Broken Bells – After the Disco
Do you see a pattern? Just picture a high octave synth melody accompanying the lead singer of The Shins, James Mercer. Danger Mouse would be the other famous name in this power group, playing drums, but not limiting himself on percussion. A year and a half after releasing ‘Port of Morrow’ with The Shins, James Mercer produced this highly anticipated second album with Danger Mouse that sounds as if The Shins traded the 90s for the 80s. We shouldn’t be surprised that Mercer flips in and out of bands so elegantly, producing gold, as The Shins have more past members than studio albums released. The indie idol obviously has a strong passion to play around with his style, using various instrumentalists, and I’m all for that.
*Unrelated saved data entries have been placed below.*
impl AccountStore for DirectoryState {
    fn list_groups(&mut self) -> StoreResult<Vec<Group>> {
        Ok(self.groups.clone())
    }

    fn list_contacts(&mut self) -> StoreResult<Vec<Contact>> {
        Ok(self
            .contacts
            .iter()
            .filter(|contact| contact.is_eligible())
            .cloned()
            .collect())
    }

    fn create_group(&mut self, group: &Group) -> StoreResult<Group> {
        if group.system {
            return Err(StoreError::Rejected(format!(
                "cannot create system group `{}`",
                group.name
            )));
        }
        Ok(self.insert_group(group.clone()))
    }

    fn update_group(&mut self, group: &Group, fields: &[GroupField]) -> StoreResult<Group> {
        let marker = self.tick();
        let stored = self.group_mut(&group.resource_id)?;
        if stored.system {
            return Err(StoreError::SystemGroupImmutable(group.resource_id.clone()));
        }
        for field in fields {
            match field {
                GroupField::Name => stored.name = group.name.clone(),
                GroupField::UidTags => stored.uid_tags = group.uid_tags.clone(),
            }
        }
        stored.updated = Some(marker);
        Ok(stored.clone())
    }

    fn create_contact(&mut self, contact: &Contact) -> StoreResult<Contact> {
        ensure_writable(contact)?;
        let mut fresh = contact.clone();
        fresh.photo_url = None;
        Ok(self.insert_contact(fresh))
    }

    fn update_contact(
        &mut self,
        contact: &Contact,
        fields: &[ContactField],
    ) -> StoreResult<Contact> {
        let resource_id = contact
            .resource_id
            .clone()
            .ok_or_else(|| StoreError::Rejected("update without resource id".to_string()))?;
        ensure_writable(contact)?;
        let marker = self.tick();
        let stored = self.contact_mut(&resource_id)?;
        if stored.etag != contact.etag {
            return Err(StoreError::Rejected(format!(
                "stale etag for {resource_id}"
            )));
        }
        for field in fields {
            match field {
                ContactField::Names => stored.name = contact.name.clone(),
                ContactField::Organizations => stored.organization = contact.organization.clone(),
                ContactField::EmailAddresses => stored.emails = contact.emails.clone(),
                ContactField::PhoneNumbers => stored.phones = contact.phones.clone(),
                ContactField::Addresses => stored.addresses = contact.addresses.clone(),
                ContactField::Biographies => stored.note = contact.note.clone(),
                ContactField::Memberships => stored.memberships = contact.memberships.clone(),
                ContactField::UidTags => stored.uid_tags = contact.uid_tags.clone(),
            }
        }
        stored.etag = Some(marker.clone());
        stored.updated = Some(marker);
        Ok(stored.clone())
    }

    fn delete_contact(&mut self, contact: &Contact) -> StoreResult<()> {
        let resource_id = contact
            .resource_id
            .as_deref()
            .ok_or_else(|| StoreError::Rejected("delete without resource id".to_string()))?;
        self.remove_contact(resource_id).map(|_| ())
    }
}

fn ensure_writable(contact: &Contact) -> StoreResult<()> {
    let read_only = contact
        .emails
        .iter()
        .chain(contact.phones.iter())
        .chain(contact.addresses.iter())
        .find(|value| !value.is_writable());
    match read_only {
        Some(value) => Err(StoreError::Rejected(format!(
            "field `{}` is sourced outside the contact and cannot be written",
            value.label
        ))),
        None => Ok(()),
    }
}

#[derive(Debug, Default)]
struct MemoryInner {
    state: DirectoryState,
    writes: usize,
    revoked: bool,
    failing_writes: u32,
}

/// Shared in-memory directory handle.
///
/// Clones share one directory, so a test can hand one clone to the engine and
/// inspect the other afterwards. Single-threaded by construction.
#[derive(Debug, Clone, Default)]
pub struct MemoryDirectory {
    inner: Rc<RefCell<MemoryInner>>,
}

impl MemoryDirectory {
    pub fn new() -> Self {
        Self::default()
    }

    /// Creates a handle over existing directory contents.
    pub fn from_state(state: DirectoryState) -> Self {
        Self {
            inner: Rc::new(RefCell::new(MemoryInner {
                state,
                ..MemoryInner::default()
            })),
        }
    }

    /// Copy of the current directory contents.
    pub fn snapshot(&self) -> DirectoryState {
        self.inner.borrow().state.clone()
    }

    /// Runs `f` against the directory as a direct user edit.
    ///
    /// Edits made here are not counted as store writes.
    pub fn edit<T>(&self, f: impl FnOnce(&mut DirectoryState) -> T) -> T {
        f(&mut self.inner.borrow_mut().state)
    }

    /// Number of successful mutating calls made through `AccountStore`.
    pub fn write_count(&self) -> usize {
        self.inner.borrow().writes
    }

    /// Makes every subsequent call fail with `Unauthorized`.
    pub fn revoke_access(&self) {
        self.inner.borrow_mut().revoked = true;
    }

    /// Makes the next `count` mutating calls fail with `Transient`.
    pub fn fail_next_writes(&self, count: u32) {
        self.inner.borrow_mut().failing_writes = count;
    }

    fn read<T>(
        &mut self,
        call: impl FnOnce(&mut DirectoryState) -> StoreResult<T>,
    ) -> StoreResult<T> {
        let mut inner = self.inner.borrow_mut();
        if inner.revoked {
            return Err(StoreError::Unauthorized("access revoked".to_string()));
        }
        call(&mut inner.state)
    }

    fn write<T>(
        &mut self,
        call: impl FnOnce(&mut DirectoryState) -> StoreResult<T>,
    ) -> StoreResult<T> {
        let mut inner = self.inner.borrow_mut();
        if inner.revoked {
            return Err(StoreError::Unauthorized("access revoked".to_string()));
        }
        if inner.failing_writes > 0 {
            inner.failing_writes -= 1;
            return Err(StoreError::Transient("injected failure".to_string()));
        }
        let result = call(&mut inner.state)?;
        inner.writes += 1;
        Ok(result)
    }
}

impl AccountStore for MemoryDirectory {
    fn list_groups(&mut self) -> StoreResult<Vec<Group>> {
        self.read(|state| state.list_groups())
    }

    fn list_contacts(&mut self) -> StoreResult<Vec<Contact>> {
        self.read(|state| state.list_contacts())
    }

    fn create_group(&mut self, group: &Group) -> StoreResult<Group> {
        self.write(|state| state.create_group(group))
    }

    fn update_group(&mut self, group: &Group, fields: &[GroupField]) -> StoreResult<Group> {
        self.write(|state| state.update_group(group, fields))
    }

    fn create_contact(&mut self, contact: &Contact) -> StoreResult<Contact> {
        self.write(|state| state.create_contact(contact))
    }

    fn update_contact(
        &mut self,
        contact: &Contact,
        fields: &[ContactField],
    ) -> StoreResult<Contact> {
        self.write(|state| state.update_contact(contact, fields))
    }

    fn delete_contact(&mut self, contact: &Contact) -> StoreResult<()> {
        self.write(|state| state.delete_contact(contact))
    }
}

/// Directory persisted as a JSON file, rewritten after every mutating call.
#[derive(Debug)]
pub struct FileDirectory {
    path: PathBuf,
    state: DirectoryState,
}

impl FileDirectory {
    /// Opens an existing directory file.
    ///
    /// # Errors
    /// - `Unavailable` when the file does not exist.
    /// - `Io`/`Json` when it cannot be read or parsed.
    pub fn open(path: impl AsRef<Path>) -> StoreResult<Self> {
        let path = path.as_ref().to_path_buf();
        if !path.exists() {
            return Err(StoreError::Unavailable(format!(
                "directory file `{}` does not exist",
                path.display()
            )));
        }
        let raw = std::fs::read_to_string(&path)?;
        let state = serde_json::from_str(&raw)?;
        debug!(
            "event=directory_open module=store status=ok path={}",
            path.display()
        );
        Ok(Self { path, state })
    }

    /// Creates a new directory file holding only built-in groups.
    ///
    /// # Errors
    /// - `Rejected` when the file already exists.
    pub fn create(path: impl AsRef<Path>) -> StoreResult<Self> {
        let path = path.as_ref().to_path_buf();
        if path.exists() {
            return Err(StoreError::Rejected(format!(
                "directory file `{}` already exists",
                path.display()
            )));
        }
        let directory = Self {
            path,
            state: DirectoryState::new(),
        };
        directory.persist()?;
        Ok(directory)
    }

    pub fn path(&self) -> &Path {
        &self.path
    }

    pub fn state(&self) -> &DirectoryState {
        &self.state
    }

    fn persist(&self) -> StoreResult<()> {
        if let Some(parent) = self.path.parent() {
            std::fs::create_dir_all(parent)?;
        }
        let staging = self.path.with_extension("json.tmp");
        std::fs::write(&staging, serde_json::to_string_pretty(&self.state)?)?;
        std::fs::rename(&staging, &self.path)?;
        Ok(())
    }

    fn write<T>(
        &mut self,
        call: impl FnOnce(&mut DirectoryState) -> StoreResult<T>,
    ) -> StoreResult<T> {
        let result = call(&mut self.state)?;
        self.persist()?;
        Ok(result)
    }
}

impl AccountStore for FileDirectory {
    fn list_groups(&mut self) -> StoreResult<Vec<Group>> {
        self.state.list_groups()
    }

    fn list_contacts(&mut self) -> StoreResult<Vec<Contact>> {
        self.state.list_contacts()
    }

    fn create_group(&mut self, group: &Group) -> StoreResult<Group> {
        self.write(|state| state.create_group(group))
    }

    fn update_group(&mut self, group: &Group, fields: &[GroupField]) -> StoreResult<Group> {
        self.write(|state| state.update_group(group, fields))
    }

    fn create_contact(&mut self, contact: &Contact) -> StoreResult<Contact> {
        self.write(|state| state.create_contact(contact))
    }

    fn update_contact(
        &mut self,
        contact: &Contact,
        fields: &[ContactField],
    ) -> StoreResult<Contact> {
        self.write(|state| state.update_contact(contact, fields))
    }

    fn delete_contact(&mut self, contact: &Contact) -> StoreResult<()> {
        self.write(|state| state.delete_contact(contact))
    }
}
If you’re not sure about The Shins, I urge you to at least watch the minute long promotional teaser for ‘After the Disco.’ The album is as good as The Sopranos finale was annoying.
Austra – Olympia
David Bowie was a guest in the introduction for the classic 1983 kids movie The Snowman. In case you don’t recall The Snowman, it was a picture book by Raymond Briggs turned animated film, usually played on Christmas morning in the UK. I invite you to search for it, so you can witness the haunting classic ‘Walking in the Air,’ sung by a young chorister boy from Wales. Getting to the point, the entire album reminded me of this childhood memory. I couldn’t stop thinking about this movie throughout the album. I’m not joking and I’m not sure why — maybe because singer Katie Stelmanis has a unique but evocative voice that creeps me out, in a good way. The instrumentals are very limited and tedious, probably due to Stelmanis’ voice wittingly centered as the appeal, and a lot of songs portray heartbreak. I don’t have any particular song to point out; though well structured and attractive, nothing on the album stood out enough for me.
July Talk – July Talk
This Toronto based blues/indie rock group released one of my most played albums in 2012. July Talks’ self-titled album gives you hit-after-hit of attractive heavy indie rock. Peter Dreimanis’ gravelly voice is so absorbing; you find yourself unsure what the heck to do with what you just heard. Seriously, there isn’t a voice like his in indie rock and it’s just bloody great. His counterpart Leah Fay’s uniqueness lies with her soft but instantly heart wrenching voice and it complements Dreimanis’, even though it seems as if they are polar opposites. I do not want to focus only on vocals, because their songs are incredibly catchy. And here’s the best part — the recording sounds just like their live performance, so you know what you are getting. You can pair this album with a World War ll film, as it exposes the thoughts of a soldier battling in the trenches. You don’t get on-stage chemistry like this anymore, so make sure you keep track of when the group next graces your town with their presence.